Metronomic antiangiogenic therapy in children with recurrent brain tumours of different histologies

Children with relapsed malignant brain tumours have a poor prognosis despite intensive treatment including high-dose chemotherapy with stem cell rescue [1, 2]. Angiogenesis, the formation of new blood vessels, is an important component of normal physiological processes such as wound healing and development. Moreover, tumour growth and metastasis is closely related to formation of new blood vessels [3, 4]. Antiangiogenic therapy inhibits neovascularization, thereby inhibiting tumour progression indirectly [5]. The term metronomic chemotherapy refers to the chronic administration of chemotherapeutic agents at relatively low, minimally toxic doses, and without prolonged drug-free breaks.
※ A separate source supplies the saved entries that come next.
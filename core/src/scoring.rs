// SPDX-License-Identifier: MIT OR Apache-2.0

//! Final scoring under the fixed area rule
//!
//! Dead-marked clusters are lifted from a working copy of the board, each
//! empty region is flood filled once, and a region bordered by exactly one
//! color scores a point per cell to that color. Score = territory + live
//! stones, komi to White. Higher total wins; equal totals draw.

use crate::board::BoardState;
use crate::{Color, Coord};
use serde::{Deserialize, Serialize};
use std::collections::{HashSet, VecDeque};

/// Per-color totals of a scored game.
#[derive(Debug, Clone, Copy, PartialEq, Serialize, Deserialize)]
pub struct ScoreTally {
    /// Surrounded empty points
    pub territory: u16,
    /// Live stones on the board after dead-stone removal
    pub stones: u16,
    /// territory + stones, plus komi for White
    pub total: f32,
}

/// Outcome of scoring a finished game.
#[derive(Debug, Clone, Copy, PartialEq, Serialize, Deserialize)]
pub struct ScoreOutcome {
    pub black: ScoreTally,
    pub white: ScoreTally,
    /// `None` on equal totals
    pub winner: Option<Color>,
}

/// Score a finished position.
///
/// Every cluster containing a dead-marked position is removed before
/// territory is counted, so a single mark suffices for a whole group.
pub fn score_game(board: &BoardState, dead_marks: &HashSet<Coord>, komi: f32) -> ScoreOutcome {
    let size = board.size();
    let mut grid = board.grid();

    for mark in dead_marks {
        if let Some(cluster) = board.cluster_at(*mark) {
            for member in cluster.members() {
                grid[member.index(size)] = None;
            }
        }
    }

    let mut territory_black = 0u16;
    let mut territory_white = 0u16;
    let mut seen = HashSet::<Coord>::new();

    for y in 0..size {
        for x in 0..size {
            let coord = Coord::new(x, y);
            if grid[coord.index(size)].is_some() || seen.contains(&coord) {
                continue;
            }
            let (region, borders) = region_and_borders(&grid, size, coord, &mut seen);
            if borders.len() == 1 {
                match borders.iter().next() {
                    Some(Color::Black) => territory_black += region.len() as u16,
                    Some(Color::White) => territory_white += region.len() as u16,
                    None => {}
                }
            }
            // Two-plus border colors: dame, no points for anyone.
        }
    }

    let stones_black = grid.iter().filter(|c| **c == Some(Color::Black)).count() as u16;
    let stones_white = grid.iter().filter(|c| **c == Some(Color::White)).count() as u16;

    let total_black = territory_black as f32 + stones_black as f32;
    let total_white = territory_white as f32 + stones_white as f32 + komi;

    let winner = if total_black > total_white {
        Some(Color::Black)
    } else if total_white > total_black {
        Some(Color::White)
    } else {
        None
    };

    ScoreOutcome {
        black: ScoreTally {
            territory: territory_black,
            stones: stones_black,
            total: total_black,
        },
        white: ScoreTally {
            territory: territory_white,
            stones: stones_white,
            total: total_white,
        },
        winner,
    }
}

/// BFS over empty points; returns (region coords, bordering stone colors).
/// `global_seen` memoizes classified positions so a later seed inside an
/// already-filled region never re-floods it.
fn region_and_borders(
    grid: &[Option<Color>],
    size: u8,
    start: Coord,
    global_seen: &mut HashSet<Coord>,
) -> (HashSet<Coord>, HashSet<Color>) {
    let mut queue = VecDeque::from([start]);
    let mut region = HashSet::from([start]);
    let mut borders = HashSet::<Color>::new();
    global_seen.insert(start);

    while let Some(coord) = queue.pop_front() {
        for n in coord.neighbors(size) {
            match grid[n.index(size)] {
                Some(color) => {
                    borders.insert(color);
                }
                None => {
                    if global_seen.insert(n) {
                        region.insert(n);
                        queue.push_back(n);
                    }
                }
            }
        }
    }

    (region, borders)
}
Beside the antiangiogenic effect, metronomic chemotherapy has been shown to modulate anti-tumoural immunity and has the ability to induce tumour dormancy [6]. The combination of agents used in our metronomic antiangiogenic therapy is based on a four-drug regimen (thalidomide, celecoxib, etoposide and cyclophosphamide) published by Kieran et al. in 2005 [7]. We augmented this regimen with bevacizumab, fenofibrate, and intrathecal therapy with the goal to improve progression-free survival for patients with recurrent or refractory CNS tumours for whom no curative therapy is available. We report on our experience with an antiangiogenic metronomic chemotherapy for paediatric patients with recurrent CNS tumours of different histologies.